Neurobehavioral, cellular, and molecular consequences of single and multiple mild blast exposure.

Mild traumatic brain injury, caused by the exposure to single or repeated blast overpressure, is a principal concern due to its pathological complexity and neurobehavioral similarities with posttraumatic stress disorder. In this study, we exposed rats to a single or multiple (five total; administered on consecutive days) mild blasts, assessed their behavior at 1 and 16 days postinjury) and performed histological and protein analyses of brains and plasma at an early (2 h) and a late (22 days) termination time point. One day postinjury, multiple-injured (MI) rats showed the least general locomotion and the most depression- and anxiety-related behaviors among the experimental groups; there were no such differences at 16 days. However, at the later time point, both injured groups displayed elevated levels of select protein biomarkers. Histology showed significantly increased numbers of TUNEL+ (terminal-deoxy-transferase-mediated dUTP nick-end labeling)-positive cells in the dorsal and ventral hippocampus (DHC and VHC) of both injured groups as early as 2 h after injury. At 22 days, the increase was limited to the VHC of MI animals.

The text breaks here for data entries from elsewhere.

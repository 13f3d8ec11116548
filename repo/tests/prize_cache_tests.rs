use std::sync::Arc;

use common::consts::ALL_PRIZE_KEY;
use repo::model::{BlackUser, Prize, PrizeKind, PrizeStatus};
use repo::{BlackIpRepo, BlackUserRepo, CounterRepo, DayQuota, PrizeRepo};
use store::{Db, Kv, MemoryKv, SharedKv};

async fn setup() -> (Db, SharedKv) {
    let name = uuid::Uuid::new_v4().to_string();
    let url = format!("sqlite:file:{name}?mode=memory&cache=shared");

    let db = Db::connect(&url).await.unwrap();
    db.migrate().await.unwrap();

    let kv: SharedKv = Arc::new(MemoryKv::new());
    (db, kv)
}

const NOW: i64 = 1_700_000_000;

fn sample_prize(title: &str, code: &str) -> Prize {
    Prize {
        id: 0,
        title: title.to_string(),
        prize_num: 10,
        left_num: 10,
        prize_code: code.to_string(),
        prize_time: 0,
        img: String::new(),
        display_order: 0,
        prize_type: PrizeKind::CouponSame,
        prize_profile: String::new(),
        begin_time: NOW - 3_600,
        end_time: NOW + 3_600,
        prize_plan: String::new(),
        prize_begin: 0,
        prize_end: 0,
        status: PrizeStatus::Active,
        created_at: NOW,
        updated_at: NOW,
        op_ip: String::new(),
    }
}

#[tokio::test]
async fn catalog_write_invalidates_the_snapshot_before_the_db() {
    let (db, kv) = setup().await;
    let repo = PrizeRepo::new(db, kv.clone());

    let id = repo.create(&sample_prize("mug", "0-9999")).await.unwrap();

    // A read populates the snapshot.
    repo.get_all_cached().await.unwrap();
    assert!(kv.get(ALL_PRIZE_KEY).await.unwrap().is_some());

    // A write drops it; the next read observes the new value.
    let mut updated = repo.get(id).await.unwrap().unwrap();
    updated.title = "bigger mug".to_string();
    repo.update_info(&updated, NOW + 10).await.unwrap();
    assert!(kv.get(ALL_PRIZE_KEY).await.unwrap().is_none());

    let fresh = repo.get_cached(id).await.unwrap().unwrap();
    assert_eq!(fresh.title, "bigger mug");
}

#[tokio::test]
async fn useful_prizes_filters_and_parses_ranges() {
    let (db, kv) = setup().await;
    let repo = PrizeRepo::new(db, kv);

    let keep = repo.create(&sample_prize("keep", "0-4999")).await.unwrap();

    repo.create(&sample_prize("malformed", "junk")).await.unwrap();
    repo.create(&sample_prize("too-high", "0-10000")).await.unwrap();

    let mut expired = sample_prize("expired", "0-9999");
    expired.end_time = NOW - 1;
    repo.create(&expired).await.unwrap();

    let mut deleted = sample_prize("deleted", "0-9999");
    deleted.status = PrizeStatus::Deleted;
    repo.create(&deleted).await.unwrap();

    let mut drained = sample_prize("no-stock", "0-9999");
    drained.prize_num = 0;
    repo.create(&drained).await.unwrap();

    let useful = repo.useful_prizes(NOW).await.unwrap();
    assert_eq!(useful.len(), 1);
    assert_eq!(useful[0].id, keep);
    assert_eq!((useful[0].code_low, useful[0].code_high), (0, 4999));
    assert!(useful[0].covers(0) && useful[0].covers(4999) && !useful[0].covers(5000));
}

#[tokio::test]
async fn decr_left_num_stops_at_zero() {
    let (db, kv) = setup().await;
    let repo = PrizeRepo::new(db, kv);

    let mut p = sample_prize("scarce", "0-9999");
    p.prize_num = 2;
    p.left_num = 2;
    let id = repo.create(&p).await.unwrap();

    assert!(repo.decr_left_num(id, 1).await.unwrap());
    assert!(repo.decr_left_num(id, 1).await.unwrap());
    assert!(!repo.decr_left_num(id, 1).await.unwrap());

    assert_eq!(repo.get(id).await.unwrap().unwrap().left_num, 0);
}

#[tokio::test]
async fn pool_credits_and_markers() {
    let (db, kv) = setup().await;
    let repo = PrizeRepo::new(db, kv);

    repo.set_pool(9, 2).await.unwrap();
    assert_eq!(repo.pool_num(9).await.unwrap(), 2);

    assert_eq!(repo.decr_pool(9).await.unwrap(), 1);
    assert_eq!(repo.decr_pool(9).await.unwrap(), 0);
    // Exhausted: the negative marker stays.
    assert_eq!(repo.decr_pool(9).await.unwrap(), -1);

    // A credit absorbs the marker, then tops the shortfall back up.
    assert_eq!(repo.credit_pool(9, 5).await.unwrap(), 5);
    assert_eq!(repo.pool_num(9).await.unwrap(), 5);
}

#[tokio::test]
async fn blacklist_read_through_and_write_order() {
    let (db, kv) = setup().await;
    let users = BlackUserRepo::new(db.clone(), kv.clone());
    let ips = BlackIpRepo::new(db, kv.clone());

    assert!(users.get(42).await.unwrap().is_none());

    let entry = BlackUser {
        id: 0,
        user_id: 42,
        user_name: "mallory".into(),
        black_time: NOW + 604_800,
        real_name: String::new(),
        mobile: String::new(),
        address: String::new(),
        op_ip: "1.2.3.4".into(),
        created_at: NOW,
        updated_at: NOW,
    };
    users.upsert(&entry, NOW).await.unwrap();

    let got = users.get(42).await.unwrap().unwrap();
    assert!(got.is_active(NOW));
    assert!(!got.is_active(NOW + 604_801));

    // Second read serves from the hash cache.
    assert!(
        !kv.hgetall("black_user_info_42").await.unwrap().is_empty(),
        "lookup should have populated the cache"
    );
    assert_eq!(users.get(42).await.unwrap().unwrap().user_name, "mallory");

    // An update deletes the cache first, so the next read sees the new
    // expiry.
    let mut extended = entry.clone();
    extended.black_time = NOW + 2 * 604_800;
    users.upsert(&extended, NOW + 10).await.unwrap();
    assert_eq!(
        users.get(42).await.unwrap().unwrap().black_time,
        NOW + 2 * 604_800
    );

    ips.upsert("1.2.3.4", NOW + 604_800, NOW).await.unwrap();
    assert!(ips.get("1.2.3.4").await.unwrap().unwrap().is_active(NOW));
    assert!(ips.get("9.9.9.9").await.unwrap().is_none());
}

#[tokio::test]
async fn day_quota_counts_and_reseeds() {
    let (db, kv) = setup().await;
    let counters = CounterRepo::new(db, kv);

    // Cached counter is monotonic within the day.
    assert_eq!(counters.incr_user_day(7).await.unwrap(), 1);
    assert_eq!(counters.incr_user_day(7).await.unwrap(), 2);

    // Durable quota: three draws allowed, the fourth is exhausted.
    for expect in 1..=3 {
        let quota = counters.consume_day_quota(7, 20_220_625, 3, NOW).await.unwrap();
        assert_eq!(quota, DayQuota::Allowed { db_num: expect });
    }
    let quota = counters.consume_day_quota(7, 20_220_625, 3, NOW).await.unwrap();
    assert_eq!(quota, DayQuota::Exhausted { db_num: 3 });

    let row = counters.get_times(7, 20_220_625).await.unwrap().unwrap();
    assert_eq!(row.num, 3);
    assert!(counters.get_times(7, 20_220_626).await.unwrap().is_none());

    // Recovery from cache loss: reseed from the database's higher count.
    counters.seed_user_day(7, 3).await.unwrap();
    assert_eq!(counters.cached_user_day(7).await.unwrap(), 3);
    assert_eq!(counters.incr_user_day(7).await.unwrap(), 4);
}
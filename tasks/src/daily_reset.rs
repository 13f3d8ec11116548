//! Daily counter reset: at every local midnight, drop all user and IP
//! counter shards so quotas start from zero.

use chrono::FixedOffset;
use tokio::sync::watch;
use tracing::{error, info};

use common::consts::{IP_SHARD, USER_SHARD};
use common::time::{now_unix, until_next_midnight};
use repo::counters::{ip_shard_key, user_shard_key};
use store::{Kv as _, SharedKv};

pub async fn run_once(kv: &SharedKv) -> anyhow::Result<()> {
    for shard in 0..USER_SHARD {
        kv.del(&user_shard_key(shard)).await?;
    }
    for shard in 0..IP_SHARD {
        kv.del(&ip_shard_key(shard)).await?;
    }
    Ok(())
}

pub(crate) fn spawn(kv: SharedKv, day_offset: FixedOffset, mut stop: watch::Receiver<bool>) {
    tokio::spawn(async move {
        loop {
            let wait = until_next_midnight(now_unix(), day_offset);
            tokio::select! {
                _ = stop.changed() => return,
                _ = tokio::time::sleep(wait) => {}
            }

            match run_once(&kv).await {
                Ok(()) => info!("daily draw counters reset"),
                Err(e) => error!(error = %e, "daily counter reset failed"),
            }
        }
    });
}
pub mod admin;
pub mod admission;
pub mod engine;
pub mod outcome;
pub mod plan;

pub use admin::{AdminOps, ViewPrize};
pub use admission::{AdmissionGate, Limits};
pub use engine::{EngineConfig, Entrant, LotteryEngine};
pub use outcome::{DenyReason, EngineError, Outcome, WonPrize};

Our findings suggest that the exposure to mild blast overpressure triggers early hippocampal cell death as well as neuronal, glial, and vascular damage that likely contribute to significant, albeit transient increases in depression- and anxiety-related behaviors. However, the severity of the observed pathological changes in MI rats failed to support the hypothesized cumulative effect of repeated injury. We infer that at this blast frequency, a potential conditioning phenomenon counteracts with and reduces the extent of subsequent damage in MI rats.